De sa structure composée en 3 actes distincts (décomposés par des cartons qui dictent le rythme) et de l’unicité de son décor qui enferme les personnages comme le spectateur dans une unité d’espace nocturne duquel ils ne peuvent (et ne veulent) pas sortir, Sleep évoque d’abord les contours de la pièce de théâtre moderne, ses peu nombreux personnages servant de substance au scénario redoutable de Yu. Il y distille alors une atmosphère fascinante, à mi-chemin entre le réalisme anxiogène et l’épouvante dévorante, conjuguant un vrai goût de l’inattendu et de la virtuosité subtile de sa mise en scène. Pour sa première réalisation, Jason Yu propose une œuvre extrêmement solide, naturellement convaincante par son capital sympathie évident et par le talent indéniable d’une narration menée avec brio et qui redouble d’inventivité pour prendre le spectateur au dépourvu.


Car Sleep est affaire de point de vue, séparant petit à petit ses deux personnages – d’abord montrés comme extrêmement fusionnels pour ensuite immiscer cette sombre histoire de marche nocturne au sein de leur équilibre.

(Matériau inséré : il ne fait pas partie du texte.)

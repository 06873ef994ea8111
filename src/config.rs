//! Configuration Module
//!
//! Construction-time settings for each cache driver, loadable from
//! environment variables or any serde source.
//!
//! Durations are whole seconds (milliseconds for timeouts). A default TTL of
//! zero means entries stored with `Ttl::Default` never expire; a cleanup
//! interval of zero disables the janitor.

use std::env;
use std::path::PathBuf;
use std::str::FromStr;
use std::time::Duration;

use serde::Deserialize;

use crate::cache::Serializer;
use crate::error::Result;

fn env_or<T: FromStr>(name: &str, default: T) -> T {
    env::var(name)
        .ok()
        .and_then(|v| v.parse().ok())
        .unwrap_or(default)
}

fn env_string(name: &str, default: &str) -> String {
    env::var(name).unwrap_or_else(|_| default.to_string())
}

// == Memory ==
/// Memory driver settings.
///
/// # Environment Variables
/// - `CACHE_MEMORY_ENABLED` (default: true)
/// - `CACHE_MEMORY_DEFAULT_TTL` - seconds (default: 300)
/// - `CACHE_MEMORY_CLEANUP_INTERVAL` - seconds (default: 600)
#[derive(Debug, Clone, PartialEq, Deserialize)]
#[serde(default)]
pub struct MemoryConfig {
    pub enabled: bool,
    pub default_ttl_secs: u64,
    pub cleanup_interval_secs: u64,
}

impl MemoryConfig {
    pub fn from_env() -> Self {
        let default = Self::default();
        Self {
            enabled: env_or("CACHE_MEMORY_ENABLED", default.enabled),
            default_ttl_secs: env_or("CACHE_MEMORY_DEFAULT_TTL", default.default_ttl_secs),
            cleanup_interval_secs: env_or(
                "CACHE_MEMORY_CLEANUP_INTERVAL",
                default.cleanup_interval_secs,
            ),
        }
    }

    pub fn default_ttl(&self) -> Duration {
        Duration::from_secs(self.default_ttl_secs)
    }

    pub fn cleanup_interval(&self) -> Duration {
        Duration::from_secs(self.cleanup_interval_secs)
    }
}

impl Default for MemoryConfig {
    fn default() -> Self {
        Self {
            enabled: true,
            default_ttl_secs: 300,
            cleanup_interval_secs: 600,
        }
    }
}

// == File ==
/// File driver settings.
///
/// # Environment Variables
/// - `CACHE_FILE_ENABLED` (default: false)
/// - `CACHE_FILE_PATH` (default: `storage/cache`)
/// - `CACHE_FILE_DEFAULT_TTL` - seconds (default: 3600)
/// - `CACHE_FILE_CLEANUP_INTERVAL` - seconds (default: 600)
#[derive(Debug, Clone, PartialEq, Deserialize)]
#[serde(default)]
pub struct FileConfig {
    pub enabled: bool,
    pub path: PathBuf,
    pub default_ttl_secs: u64,
    pub cleanup_interval_secs: u64,
}

impl FileConfig {
    pub fn from_env() -> Self {
        let default = Self::default();
        Self {
            enabled: env_or("CACHE_FILE_ENABLED", default.enabled),
            path: env::var("CACHE_FILE_PATH")
                .map(PathBuf::from)
                .unwrap_or(default.path),
            default_ttl_secs: env_or("CACHE_FILE_DEFAULT_TTL", default.default_ttl_secs),
            cleanup_interval_secs: env_or(
                "CACHE_FILE_CLEANUP_INTERVAL",
                default.cleanup_interval_secs,
            ),
        }
    }

    pub fn default_ttl(&self) -> Duration {
        Duration::from_secs(self.default_ttl_secs)
    }

    pub fn cleanup_interval(&self) -> Duration {
        Duration::from_secs(self.cleanup_interval_secs)
    }
}

impl Default for FileConfig {
    fn default() -> Self {
        Self {
            enabled: false,
            path: PathBuf::from("storage/cache"),
            default_ttl_secs: 3600,
            cleanup_interval_secs: 600,
        }
    }
}

// == Redis ==
/// Redis driver settings.
///
/// # Environment Variables
/// - `CACHE_REDIS_ENABLED` (default: false)
/// - `CACHE_REDIS_HOST` (default: `127.0.0.1`)
/// - `CACHE_REDIS_PORT` (default: 6379)
/// - `CACHE_REDIS_PASSWORD` (default: empty)
/// - `CACHE_REDIS_DB` (default: 0)
/// - `CACHE_REDIS_PREFIX` (default: `cache:`)
/// - `CACHE_REDIS_DEFAULT_TTL` - seconds (default: 3600)
/// - `CACHE_REDIS_SERIALIZER` - `json`, `binary` or `msgpack` (default: json)
/// - `CACHE_REDIS_TIMEOUT_MS` (default: 5000)
#[derive(Debug, Clone, PartialEq, Deserialize)]
#[serde(default)]
pub struct RedisConfig {
    pub enabled: bool,
    pub host: String,
    pub port: u16,
    pub password: String,
    pub db: i64,
    pub prefix: String,
    pub default_ttl_secs: u64,
    pub serializer: String,
    pub operation_timeout_ms: u64,
}

impl RedisConfig {
    pub fn from_env() -> Self {
        let default = Self::default();
        Self {
            enabled: env_or("CACHE_REDIS_ENABLED", default.enabled),
            host: env_string("CACHE_REDIS_HOST", &default.host),
            port: env_or("CACHE_REDIS_PORT", default.port),
            password: env_string("CACHE_REDIS_PASSWORD", &default.password),
            db: env_or("CACHE_REDIS_DB", default.db),
            prefix: env_string("CACHE_REDIS_PREFIX", &default.prefix),
            default_ttl_secs: env_or("CACHE_REDIS_DEFAULT_TTL", default.default_ttl_secs),
            serializer: env_string("CACHE_REDIS_SERIALIZER", &default.serializer),
            operation_timeout_ms: env_or(
                "CACHE_REDIS_TIMEOUT_MS",
                default.operation_timeout_ms,
            ),
        }
    }

    /// Connection URL in `redis://[:password@]host:port/db` form.
    pub fn url(&self) -> String {
        if self.password.is_empty() {
            format!("redis://{}:{}/{}", self.host, self.port, self.db)
        } else {
            format!(
                "redis://:{}@{}:{}/{}",
                self.password, self.host, self.port, self.db
            )
        }
    }

    pub fn default_ttl(&self) -> Duration {
        Duration::from_secs(self.default_ttl_secs)
    }

    pub fn operation_timeout(&self) -> Duration {
        Duration::from_millis(self.operation_timeout_ms)
    }

    /// Resolves the configured serializer name.
    pub fn serializer(&self) -> Result<Serializer> {
        Serializer::from_name(&self.serializer)
    }
}

impl Default for RedisConfig {
    fn default() -> Self {
        Self {
            enabled: false,
            host: "127.0.0.1".to_string(),
            port: 6379,
            password: String::new(),
            db: 0,
            prefix: "cache:".to_string(),
            default_ttl_secs: 3600,
            serializer: "json".to_string(),
            operation_timeout_ms: 5000,
        }
    }
}

// == MongoDB ==
/// MongoDB driver settings.
///
/// # Environment Variables
/// - `CACHE_MONGO_ENABLED` (default: false)
/// - `CACHE_MONGO_URI` (default: `mongodb://127.0.0.1:27017`)
/// - `CACHE_MONGO_DATABASE` (default: `cache`)
/// - `CACHE_MONGO_COLLECTION` (default: `cache_entries`)
/// - `CACHE_MONGO_DEFAULT_TTL` - seconds (default: 3600)
/// - `CACHE_MONGO_TIMEOUT_MS` (default: 5000)
#[derive(Debug, Clone, PartialEq, Deserialize)]
#[serde(default)]
pub struct MongoConfig {
    pub enabled: bool,
    pub uri: String,
    pub database: String,
    pub collection: String,
    pub default_ttl_secs: u64,
    pub operation_timeout_ms: u64,
}

impl MongoConfig {
    pub fn from_env() -> Self {
        let default = Self::default();
        Self {
            enabled: env_or("CACHE_MONGO_ENABLED", default.enabled),
            uri: env_string("CACHE_MONGO_URI", &default.uri),
            database: env_string("CACHE_MONGO_DATABASE", &default.database),
            collection: env_string("CACHE_MONGO_COLLECTION", &default.collection),
            default_ttl_secs: env_or("CACHE_MONGO_DEFAULT_TTL", default.default_ttl_secs),
            operation_timeout_ms: env_or(
                "CACHE_MONGO_TIMEOUT_MS",
                default.operation_timeout_ms,
            ),
        }
    }

    pub fn default_ttl(&self) -> Duration {
        Duration::from_secs(self.default_ttl_secs)
    }

    pub fn operation_timeout(&self) -> Duration {
        Duration::from_millis(self.operation_timeout_ms)
    }
}

impl Default for MongoConfig {
    fn default() -> Self {
        Self {
            enabled: false,
            uri: "mongodb://127.0.0.1:27017".to_string(),
            database: "cache".to_string(),
            collection: "cache_entries".to_string(),
            default_ttl_secs: 3600,
            operation_timeout_ms: 5000,
        }
    }
}

// == Aggregate ==
/// Settings for every driver.
#[derive(Debug, Clone, Default, PartialEq, Deserialize)]
#[serde(default)]
pub struct CacheConfig {
    pub memory: MemoryConfig,
    pub file: FileConfig,
    pub redis: RedisConfig,
    pub mongo: MongoConfig,
}

impl CacheConfig {
    pub fn from_env() -> Self {
        Self {
            memory: MemoryConfig::from_env(),
            file: FileConfig::from_env(),
            redis: RedisConfig::from_env(),
            mongo: MongoConfig::from_env(),
        }
    }
}
use super::model::{GameLocation, GameLocations};
use crate::error::Result;
use crate::extract::english_name;
use crate::pokeapi::{LocationArea, PokeApi};
use futures_util::future::try_join_all;

/// Collects every encounter of `game` (a version name such as `red`), keyed by
/// raw location name.
///
/// Version, version group and regions are fetched in sequence; the locations
/// and then their areas are each fetched as one concurrent batch. Every
/// location must have an English name.
pub async fn encounter_locations_for_game<C: PokeApi>(
    client: &C,
    game: &str,
) -> Result<GameLocations> {
    let version = client.version(game).await?;
    let version_group = client.version_group(&version.version_group.name).await?;

    let region_names: Vec<String> = version_group
        .regions
        .iter()
        .map(|r| r.name.clone())
        .collect();
    let regions = client.regions(&region_names).await?;

    let locations = try_join_all(
        regions
            .iter()
            .flat_map(|r| &r.locations)
            .map(|l| client.location(&l.name)),
    )
    .await?;
    tracing::debug!("Fetched {} locations for {}", locations.len(), game);

    let mut game_locations = GameLocations::with_capacity(locations.len());
    for location in &locations {
        let name = english_name(&location.names).inspect_err(|_| {
            tracing::error!("Location {} has no English name", location.name);
        })?;
        game_locations.insert(location.name.clone(), GameLocation::new(name));
    }

    let areas = try_join_all(
        locations
            .iter()
            .flat_map(|l| &l.areas)
            .map(|a| client.location_area(&a.name)),
    )
    .await?;
    tracing::debug!("Fetched {} location areas for {}", areas.len(), game);

    for area in &areas {
        record_area(&mut game_locations, area, game);
    }

    Ok(game_locations)
}

fn record_area(game_locations: &mut GameLocations, area: &LocationArea, game: &str) {
    let Some(location) = game_locations.get_mut(&area.location.name) else {
        tracing::debug!(
            "Skipping area {}: location {} is not part of this game",
            area.name,
            area.location.name
        );
        return;
    };

    for encounter in &area.pokemon_encounters {
        // An area lists encounters for every version that shares it.
        let Some(details) = encounter
            .version_details
            .iter()
            .find(|v| v.version.name == game)
        else {
            continue;
        };

        for detail in &details.encounter_details {
            location.add_encounter(&detail.method.name, &encounter.pokemon.name);
        }
    }
}
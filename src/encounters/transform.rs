use super::model::{EncounterSets, GameLocations, PokemonGameLocation, encounters_as_map};
use crate::error::Result;
use indexmap::IndexMap;
use std::collections::HashMap;

/// Produces the final form of one location; may read the aggregated locations.
pub type TransformFn<'a> = Box<dyn Fn() -> Result<PokemonGameLocation> + 'a>;

/// Encounter methods of raw locations that another transformer entry re-homes.
///
/// The starter pseudo-location takes Pallet Town's `gift` encounters, so
/// Pallet Town itself must not list them. Declaring that here keeps both sides
/// of the coupling in one place.
#[derive(Debug, Clone, Default, PartialEq, Eq)]
pub struct MethodClaims(Vec<(String, String)>);

impl MethodClaims {
    pub fn new() -> Self {
        Self::default()
    }

    /// Declares that `method` encounters of raw location `location` are consumed elsewhere.
    pub fn consume(mut self, location: &str, method: &str) -> Self {
        self.0.push((location.to_string(), method.to_string()));
        self
    }

    pub fn methods_of<'s>(&'s self, location: &'s str) -> impl Iterator<Item = &'s str> {
        self.0
            .iter()
            .filter(move |(claimed, _)| claimed == location)
            .map(|(_, method)| method.as_str())
    }

    /// Default array conversion of `encounters`, minus the methods consumed elsewhere.
    pub fn strip(
        &self,
        location: &str,
        encounters: &EncounterSets,
    ) -> IndexMap<String, Vec<String>> {
        let mut converted = encounters_as_map(encounters);
        for method in self.methods_of(location) {
            converted.shift_remove(method);
        }
        converted
    }
}

/// Per-game overrides of the default location conversion.
///
/// Locations without an entry fall through to the default conversion, which
/// also honours the table's [`MethodClaims`].
#[derive(Default)]
pub struct LocationTransformer<'a> {
    handlers: HashMap<String, TransformFn<'a>>,
    claims: MethodClaims,
}

impl<'a> LocationTransformer<'a> {
    pub fn new() -> Self {
        Self::default()
    }

    /// Registers the producer for location `id`, replacing any previous one.
    pub fn with<F>(mut self, id: &str, transform: F) -> Self
    where
        F: Fn() -> Result<PokemonGameLocation> + 'a,
    {
        self.handlers.insert(id.to_string(), Box::new(transform));
        self
    }

    pub fn with_claims(mut self, claims: MethodClaims) -> Self {
        self.claims = claims;
        self
    }

    pub fn claims(&self) -> &MethodClaims {
        &self.claims
    }

    pub fn contains(&self, id: &str) -> bool {
        self.handlers.contains_key(id)
    }

    pub fn is_empty(&self) -> bool {
        self.handlers.is_empty()
    }

    /// Runs the entry for `id`, if there is one.
    pub fn apply(&self, id: &str) -> Option<Result<PokemonGameLocation>> {
        self.handlers.get(id).map(|transform| {
            tracing::debug!("Applying location transformer for {}", id);
            transform()
        })
    }
}

/// Builds the transformer table of a game from its aggregated locations.
pub type TransformerFactory = for<'a> fn(&'a GameLocations) -> LocationTransformer<'a>;

/// Factory for games without overrides.
pub fn no_transformers(_: &GameLocations) -> LocationTransformer<'_> {
    LocationTransformer::new()
}
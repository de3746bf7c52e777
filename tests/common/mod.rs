#![allow(dead_code)]

use pokedex_pipeline::pokeapi::PokeApi;
use pokedex_pipeline::{PipelineError, Result};
use serde::de::DeserializeOwned;
use serde_json::{Value, json};
use std::cell::RefCell;
use std::collections::HashMap;
use std::path::Path;
use tokio::time::Instant;

const API_ROOT: &str = "https://pokeapi.co/api/v2/";

/// Serves PokeAPI resources from memory, keyed like `version/red`.
#[derive(Default)]
pub struct FixtureClient {
    resources: HashMap<String, Value>,
    requests: RefCell<Vec<(String, Instant)>>,
}

fn normalize(path: &str) -> String {
    path.trim_start_matches(API_ROOT)
        .trim_matches('/')
        .to_string()
}

impl FixtureClient {
    pub fn new() -> Self {
        Self::default()
    }

    /// Loads every `<kind>/<name>.json` under `root`.
    pub fn from_dir(root: &Path) -> Self {
        let mut client = Self::new();
        for kind in std::fs::read_dir(root).unwrap() {
            let kind = kind.unwrap().path();
            let kind_name = kind.file_name().unwrap().to_string_lossy().to_string();
            for file in std::fs::read_dir(&kind).unwrap() {
                let file = file.unwrap().path();
                let name = file.file_stem().unwrap().to_string_lossy().to_string();
                let body = std::fs::read_to_string(&file).unwrap();
                client.insert(&format!("{kind_name}/{name}"), serde_json::from_str(&body).unwrap());
            }
        }
        client
    }

    pub fn kanto() -> Self {
        Self::from_dir(&Path::new(env!("CARGO_MANIFEST_DIR")).join("tests/fixtures/pokeapi"))
    }

    pub fn insert(&mut self, path: &str, value: Value) {
        self.resources.insert(normalize(path), value);
    }

    pub fn with(mut self, path: &str, value: Value) -> Self {
        self.insert(path, value);
        self
    }

    pub fn requests(&self) -> Vec<String> {
        self.requests
            .borrow()
            .iter()
            .map(|(path, _)| path.clone())
            .collect()
    }

    /// Every request with the (possibly paused) tokio clock reading it was made at.
    pub fn timeline(&self) -> Vec<(String, Instant)> {
        self.requests.borrow().clone()
    }
}

impl PokeApi for FixtureClient {
    async fn get<T: DeserializeOwned>(&self, path: &str) -> Result<T> {
        let key = normalize(path);
        self.requests.borrow_mut().push((key.clone(), Instant::now()));

        let value = self
            .resources
            .get(&key)
            .cloned()
            .ok_or_else(|| PipelineError::NotFound(key))?;
        Ok(serde_json::from_value(value)?)
    }
}

pub fn resource(name: &str) -> Value {
    json!({ "name": name, "url": "" })
}

/// A `/pokemon/{name}` record with fixed stats.
pub fn variety(name: &str, is_default: bool, sprite: bool, types: &[&str]) -> Value {
    let sprite = sprite.then(|| format!("https://sprites.invalid/{name}.png"));
    let stats = [
        ("hp", 80),
        ("attack", 90),
        ("defense", 70),
        ("special-attack", 100),
        ("special-defense", 75),
        ("speed", 95),
    ]
    .iter()
    .map(|(stat, base)| json!({ "base_stat": base, "effort": 0, "stat": resource(stat) }))
    .collect::<Vec<_>>();
    let types = types
        .iter()
        .enumerate()
        .map(|(i, t)| json!({ "slot": i + 1, "type": resource(t) }))
        .collect::<Vec<_>>();

    json!({
        "id": 1,
        "name": name,
        "is_default": is_default,
        "sprites": { "front_default": sprite },
        "abilities": [{ "is_hidden": false, "slot": 1, "ability": resource("blaze") }],
        "moves": [{ "move": resource("scratch") }, { "move": resource("ember") }],
        "stats": stats,
        "types": types,
    })
}

/// A `/pokemon-species/{name}` record.
pub fn species(
    name: &str,
    english: Option<&str>,
    national: Option<u32>,
    chain_id: u32,
    evolves_from: Option<&str>,
    varieties: &[&str],
) -> Value {
    let mut names = vec![json!({ "name": name.to_uppercase(), "language": resource("ja") })];
    if let Some(english) = english {
        names.push(json!({ "name": english, "language": resource("en") }));
    }

    let mut pokedex_numbers = vec![json!({ "entry_number": 999, "pokedex": resource("kalos-central") })];
    if let Some(number) = national {
        pokedex_numbers.push(json!({ "entry_number": number, "pokedex": resource("national") }));
    }

    let varieties = varieties
        .iter()
        .enumerate()
        .map(|(i, v)| json!({ "is_default": i == 0, "pokemon": resource(v) }))
        .collect::<Vec<_>>();

    json!({
        "name": name,
        "names": names,
        "pokedex_numbers": pokedex_numbers,
        "evolution_chain": { "url": format!("{API_ROOT}evolution-chain/{chain_id}/") },
        "evolves_from_species": evolves_from.map(resource),
        "varieties": varieties,
    })
}

/// A linear evolution chain over `line`.
pub fn linear_chain(id: u32, line: &[&str]) -> Value {
    let mut link = Value::Null;
    for name in line.iter().rev() {
        let evolves_to = if link.is_null() { vec![] } else { vec![link] };
        link = json!({ "species": resource(name), "evolves_to": evolves_to });
    }
    json!({ "id": id, "chain": link })
}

Le scénario de Yu dessine une radiographie d’un couple de jeunes mariés, attaqués personnellement par un évènement inexplicable et de plus en plus toxique qui met en branle leurs plans de vie et leurs sentiments. En appuyant le réalisme par un savant dosage de l’humour (l’une des plus grandes forces du cinéma sud-coréen, à n’en pas douter) qui sait parfaitement où se poser pour ne pas parasiter l’intrigue principale, Sleep s’affirme dans ses embouchures comme un impeccable mélange de style, pas si loin de Bong Joon-ho mais suffisamment unique pour devenir avec force la marque d’un grand potentiel de metteur en scène, où le réalisateur questionne la perspective et le rapport à la réalité de ses protagonistes. En intégrant dans sa dernière partie ses aspects et théories surnaturelles, le film achève de boucler sa boucle avec intelligence et impact, se fermant sur une conclusion ouverte pour celles et ceux qui daigneront chercher la réponse à toute cette histoire par eux-mêmes.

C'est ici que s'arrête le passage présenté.